══ DATA SHOWN ══
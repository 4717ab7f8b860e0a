use clap::{Parser, Subcommand};
use tracing::{error, info};
use tracing_subscriber::{fmt, prelude::*, EnvFilter};

use vishing_trainer::config::{Config, LogFormat};
use vishing_trainer::error::SessionError;
use vishing_trainer::provider::{prosecutor_agent_request, ElevenLabsClient};
use vishing_trainer::scenario::prosecutor;

/// Provisioning CLI for the voice-phishing training agent.
#[derive(Parser, Debug)]
#[command(name = "vishing-trainer", version, about)]
struct Cli {
    #[command(subcommand)]
    command: Commands,
}

#[derive(Subcommand, Debug)]
enum Commands {
    /// Manage the hosted conversational agent
    Agent {
        #[command(subcommand)]
        command: AgentCommands,
    },

    /// Fetch a signed websocket URL for starting a call
    SignedUrl,

    /// Work with the scenario workflow graph
    Workflow {
        #[command(subcommand)]
        command: WorkflowCommands,
    },
}

#[derive(Subcommand, Debug)]
enum AgentCommands {
    /// Create the prosecutor agent (conversation config + workflow graph)
    Create,

    /// Push the current definition onto an existing agent
    Update,

    /// Print the hosted agent definition
    Show,
}

#[derive(Subcommand, Debug)]
enum WorkflowCommands {
    /// Print the workflow graph in provider wire form
    Export {
        /// Pretty-print the JSON
        #[arg(long)]
        pretty: bool,
    },
}

#[tokio::main]
async fn main() -> anyhow::Result<()> {
    let cli = Cli::parse();

    // Load configuration
    let config = match Config::from_env() {
        Ok(c) => c,
        Err(e) => {
            eprintln!("Configuration error: {}", e);
            std::process::exit(1);
        }
    };

    // Initialize logging
    init_logging(&config);

    match cli.command {
        Commands::Agent { command } => {
            let client = ElevenLabsClient::new(&config.elevenlabs, config.request.clone())?;
            match command {
                AgentCommands::Create => {
                    let request = prosecutor_agent_request()?;
                    let response = client.create_agent(&request).await?;
                    info!(agent_id = %response.agent_id, "Agent created");
                    println!("{}", response.agent_id);
                }
                AgentCommands::Update => {
                    let agent_id = require_agent_id(&config)?;
                    let request = prosecutor_agent_request()?;
                    client.update_agent(&agent_id, &request).await?;
                    info!(agent_id = %agent_id, "Agent updated");
                }
                AgentCommands::Show => {
                    let agent_id = require_agent_id(&config)?;
                    let definition = client.get_agent(&agent_id).await?;
                    println!("{}", serde_json::to_string_pretty(&definition)?);
                }
            }
        }
        Commands::SignedUrl => {
            let client = ElevenLabsClient::new(&config.elevenlabs, config.request.clone())?;
            let agent_id = require_agent_id(&config)?;
            let response = client.get_signed_url(&agent_id).await?;
            println!("{}", response.signed_url);
        }
        Commands::Workflow { command } => match command {
            WorkflowCommands::Export { pretty } => {
                let workflow = match prosecutor::build_graph() {
                    Ok(graph) => graph.to_workflow(),
                    Err(e) => {
                        error!(error = %e, "Workflow graph failed validation");
                        return Err(e.into());
                    }
                };
                let json = if pretty {
                    serde_json::to_string_pretty(&workflow)?
                } else {
                    serde_json::to_string(&workflow)?
                };
                println!("{}", json);
            }
        },
    }

    Ok(())
}

fn require_agent_id(config: &Config) -> Result<String, SessionError> {
    config
        .elevenlabs
        .agent_id
        .clone()
        .ok_or_else(|| SessionError::NotConfigured {
            message: "ELEVENLABS_AGENT_ID is not set".to_string(),
        })
}

/// Initialize tracing/logging
fn init_logging(config: &Config) {
    let env_filter =
        EnvFilter::try_from_default_env().unwrap_or_else(|_| EnvFilter::new(&config.logging.level));

    match config.logging.format {
        LogFormat::Json => {
            tracing_subscriber::registry()
                .with(env_filter)
                .with(fmt::layer().json().with_writer(std::io::stderr))
                .init();
        }
        LogFormat::Pretty => {
            tracing_subscriber::registry()
                .with(env_filter)
                .with(fmt::layer().with_writer(std::io::stderr))
                .init();
        }
    }
}
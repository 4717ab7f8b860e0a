//! Request/response types for the agent provisioning API.

use serde::{Deserialize, Serialize};

use crate::scenario::WorkflowDefinition;

/// Voice rendering tweaks.
#[derive(Debug, Clone, Default, Serialize, Deserialize)]
pub struct VoiceSettings {
    #[serde(skip_serializing_if = "Option::is_none")]
    pub speed: Option<f64>,
    #[serde(skip_serializing_if = "Option::is_none")]
    pub stability: Option<f64>,
    #[serde(skip_serializing_if = "Option::is_none")]
    pub similarity_boost: Option<f64>,
}

/// Text-to-speech configuration.
#[derive(Debug, Clone, Serialize, Deserialize)]
pub struct TtsConfig {
    pub voice_id: String,
    #[serde(skip_serializing_if = "Option::is_none")]
    pub model_id: Option<String>,
    #[serde(skip_serializing_if = "Option::is_none")]
    pub optimize_streaming_latency: Option<u8>,
    #[serde(skip_serializing_if = "Option::is_none")]
    pub voice_settings: Option<VoiceSettings>,
}

/// Speech recognition configuration.
#[derive(Debug, Clone, Serialize, Deserialize)]
pub struct AsrConfig {
    pub provider: String,
    #[serde(skip_serializing_if = "Option::is_none")]
    pub model: Option<String>,
    #[serde(skip_serializing_if = "Option::is_none")]
    pub language: Option<String>,
}

/// The persona's base prompt and backing model.
#[derive(Debug, Clone, Serialize, Deserialize)]
pub struct AgentPrompt {
    pub llm: String,
    pub prompt: String,
}

/// Agent-level configuration.
#[derive(Debug, Clone, Serialize, Deserialize)]
pub struct AgentConfig {
    pub prompt: AgentPrompt,
    #[serde(skip_serializing_if = "Option::is_none")]
    pub first_message: Option<String>,
    #[serde(skip_serializing_if = "Option::is_none")]
    pub language: Option<String>,
}

/// Combined TTS + ASR + agent configuration.
#[derive(Debug, Clone, Serialize, Deserialize)]
pub struct ConversationConfig {
    pub tts: TtsConfig,
    pub asr: AsrConfig,
    pub agent: AgentConfig,
}

/// Payload to create (or upsert) a hosted conversational agent.
#[derive(Debug, Clone, Serialize, Deserialize)]
pub struct CreateAgentRequest {
    pub name: String,
    pub conversation_config: ConversationConfig,
    #[serde(skip_serializing_if = "Option::is_none")]
    pub workflow: Option<WorkflowDefinition>,
}

/// Response to agent creation.
#[derive(Debug, Clone, Serialize, Deserialize)]
pub struct CreateAgentResponse {
    pub agent_id: String,
}

/// Response to a signed-URL request.
#[derive(Debug, Clone, Serialize, Deserialize)]
pub struct SignedUrlResponse {
    pub signed_url: String,
}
═══
■ WORK TO COMPLETE ■
Filter the lines above so that only those with the string "WorkflowDefinition" remain, then copy them.

■ EXERCISE OUTPUT ■
use crate::scenario::WorkflowDefinition;
    pub workflow: Option<WorkflowDefinition>,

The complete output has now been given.